C’était à Coronmeuse, faubourg de Liège, dans le jardin de mon père fleurissait une tulipe. Nous étions en mars, le mois de la guerre chez les Romains. Mars 1940, on attendait la ruée de l’armée allemande dans la grande trouée de la Meuse, comme en août Quatorze. J’aurais voulu retenir l’été, qu’il ne vienne pas.

J’aurai bientôt dix-huit ans. Je savais allumer un feu de bois sous la pluie, pêcher la truite à la main comme on vole les baisers des filles et les pommes de leur corsage. Je lisais mon premier Ramuz et André Bâillon. J’aimais ma ville, ses quais et ses jardins, la Meuse et, fou d’Ardenne, l’Ourthe était mon paradis des vacances.

Un matin de mai d’un bleu insolent les avions à croix noires imposèrent silence au pépiement des moineaux. Le lendemain, à l’abri du mur d’une ferme où hurlait un chien abandonné, je me demandais pourquoi ce jeune Allemand dans son Stuka voulait me tuer. Je ne lui avais rien fait, moi, à ce sale con ! L’après-midi au sortir de Charleroi je courais dans un labour sous la mitraille : « Couche-toi petit ! Nom de Dieu ! couche-toi ! » Le lieutenant de spahi bleu comme le ciel était debout au milieu de la route où des tirailleurs sénégalais en chéchia rouge saignaient. Je me suis couché et bien d’autres fois jusqu’aux portes de la Normandie où je me saoulais de cidre. J’ai appris la guerre juché sur mon vélo sur les routes de France. Parvenu à Perpignan, les vacances les plus imprévues de ma vie m’attendaient en espadrilles. En juin, la bataille de France était perdue. Stupéfaction et lâche soulagement. Après les vendanges, je revins à Liège. Le vin était tiré.

Mai 1944. Ils vont débarquer. Où ? La guerre revenait chez nous. La liberté avait son prix. Dans le ciel de ce printemps-là et tout l’été, les avions U.S. bombardaient chaque jour. Que faites-vous quand une bombe de 500 kg tombe du ciel avec un bruit de locomotive ? Il n’y a pas de bombes amies. Pour un pont, trois quartiers de Liège furent rasés. Combien de morts ? On ne le sut jamais.

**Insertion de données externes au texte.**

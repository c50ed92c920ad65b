//! Violation feedback worker: log every event, narrate when the speaker is free

use std::sync::Arc;

use tokio::sync::{mpsc, Semaphore};
use tokio::task::JoinHandle;
use tracing::{debug, error, info, warn};

use crate::violation::ViolationEvent;

use super::event_log::EventLog;
use super::narrator::Narrator;

pub const FEEDBACK_QUEUE_CAPACITY: usize = 64;

/// Hands events to the narrator with at most one narration in flight.
/// A request made while one is playing is dropped, never queued.
#[derive(Clone)]
pub struct FeedbackDispatcher {
    narrator: Arc<dyn Narrator>,
    slot: Arc<Semaphore>,
}

impl FeedbackDispatcher {
    pub fn new(narrator: Arc<dyn Narrator>) -> Self {
        Self {
            narrator,
            slot: Arc::new(Semaphore::new(1)),
        }
    }

    /// Start narrating `event` in the background. Returns false if a
    /// narration was already running and this one was skipped.
    pub fn notify(&self, event: &ViolationEvent) -> bool {
        let permit = match self.slot.clone().try_acquire_owned() {
            Ok(permit) => permit,
            Err(_) => {
                debug!(kind = %event.kind, "Narration busy, skipping");
                return false;
            }
        };

        let narrator = self.narrator.clone();
        let text = event.narrated_prompt();
        let kind = event.kind;
        tokio::spawn(async move {
            let _permit = permit;
            if let Err(e) = narrator.synthesize_and_play(text).await {
                warn!(kind = %kind, error = %e, "Narration failed");
            }
        });
        true
    }

    /// Wait for the narration in flight, if any, to finish
    pub async fn wait_idle(&self) {
        let _ = self.slot.acquire().await;
    }
}

/// Spawn the worker that drains violation events. It exits once every
/// sender is dropped.
pub fn spawn_worker(
    log: EventLog,
    dispatcher: FeedbackDispatcher,
    capacity: usize,
) -> (mpsc::Sender<ViolationEvent>, JoinHandle<()>) {
    let (tx, mut rx) = mpsc::channel::<ViolationEvent>(capacity);

    let handle = tokio::spawn(async move {
        info!(dir = %log.dir().display(), "Feedback worker started");

        while let Some(event) = rx.recv().await {
            let writer = log.clone();
            let row = event.clone();
            match tokio::task::spawn_blocking(move || writer.record(&row)).await {
                Ok(Ok(path)) => {
                    debug!(kind = %event.kind, path = %path.display(), "Violation recorded");
                }
                Ok(Err(e)) => error!(kind = %event.kind, error = %e, "Failed to record violation"),
                Err(e) => error!(error = %e, "Event log task failed"),
            }

            dispatcher.notify(&event);
        }

        info!("Feedback worker stopped");
    });

    (tx, handle)
}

Un soir de septembre au cœur de Liège, une patrouille de G.I. parvint jusqu’à la place de la Cathédrale. Je n’oublierais jamais ces sept hommes bottés de silence, carabines Ml au coude. À l’aube, la rive gauche était libérée, des tireurs allemands balayaient les rues perpendiculaires au fleuve. Cela fit quelques morts vite emportés au cœur de la fête. L’armée américaine dégringolait par les rues pentues. Deux tanks allemands sautèrent aux portes de la ville, en Hocheporte et à Fontainebleau. Devant une boulangerie, on comptait des douzaines de morts. On dansait sur des airs de Glenn Miller et chaque tank U.S. était une fête : baisers, fleurs, chocolat, chewing-gum et parfois un mort sous les chenilles. Qu’importait, la guerre était finie, gagnée. Illusions formidables. Ce fut l’été finissant de la liberté. Avec l’hiver et l’Allemand revenu en Ardenne la ville fut la proie des VI et des V2. Fin mai le retour des rescapés des camps, inimaginable horreur en attendant Hiroshima, le monde entrait dans une nouvelle ère. Je renonce à compter les guerres : Indochine, Corée, Moyen-Orient…

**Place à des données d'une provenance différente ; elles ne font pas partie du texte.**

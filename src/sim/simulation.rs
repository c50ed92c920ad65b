//! Authoritative simulation tick loop
//!
//! The loop task owns the physics engine and the current scenario outright.
//! Connection handlers reach it only through the command channel and read
//! state only from the published snapshots.

use std::sync::Arc;
use std::time::Duration;

use tokio::sync::{mpsc, watch};
use tokio::time::{interval, sleep, MissedTickBehavior};
use tracing::{debug, error, info, warn};
use uuid::Uuid;

use crate::telemetry::{SharedTelemetry, TelemetryScaling};
use crate::util::time::{tick_duration, TickClock, DEFAULT_TICK_RATE_HZ};
use crate::violation::{detect, SampleTracker, Thresholds, ViolationEvent};
use crate::ws::protocol::ServerMsg;
use crate::ws::registry::ConnectionRegistry;

use super::snapshot::{EvaluationCadence, StateSnapshot};
use super::{ControlInputs, PhysicsEngine, PhysicsParams, Scenario};

/// Pause after a failed tick before trying again
pub const RETRY_DELAY: Duration = Duration::from_millis(100);

const COMMAND_QUEUE_CAPACITY: usize = 256;
const HEARTBEAT_TICKS: u64 = 600;

/// Requests from connection handlers
#[derive(Debug, Clone)]
pub enum SimCommand {
    SetScene {
        scene: Scenario,
        client_id: Option<Uuid>,
    },
    ManualControl {
        controls: ControlInputs,
        client_id: Uuid,
    },
}

/// Loop tuning
#[derive(Debug, Clone)]
pub struct SimulationSettings {
    pub tick_rate_hz: u32,
    pub violation_interval_ticks: u32,
    pub physics: PhysicsParams,
    pub thresholds: Thresholds,
    pub scaling: TelemetryScaling,
    /// Route violation events to the test logs
    pub test_mode: bool,
    pub initial_scene: Scenario,
}

impl Default for SimulationSettings {
    fn default() -> Self {
        Self {
            tick_rate_hz: DEFAULT_TICK_RATE_HZ,
            violation_interval_ticks: 60,
            physics: PhysicsParams::default(),
            thresholds: Thresholds::default(),
            scaling: TelemetryScaling::default(),
            test_mode: false,
            initial_scene: Scenario::default(),
        }
    }
}

/// What the rest of the server holds on to
#[derive(Debug, Clone)]
pub struct SimulationHandle {
    pub commands: mpsc::Sender<SimCommand>,
    pub snapshots: watch::Receiver<StateSnapshot>,
}

/// Per-tick failures. None of these stop the loop.
#[derive(Debug, thiserror::Error)]
pub enum SimError {
    #[error("Feedback queue closed")]
    FeedbackClosed,
}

2004. Merci la vie, encore un printemps. Le merisier neige sur la pelouse. J’écoute à la radio la funeste nécrologie des morts en Irak. L’histoire va-t-elle à reculons ? Il y a les Croisés, les Juifs, et puis eux, les fous d’Allah. L’été sera-t-il apocalyptique ? Comme en 40, j’aimerais arrêter le temps. On a vu ce que cela a donné…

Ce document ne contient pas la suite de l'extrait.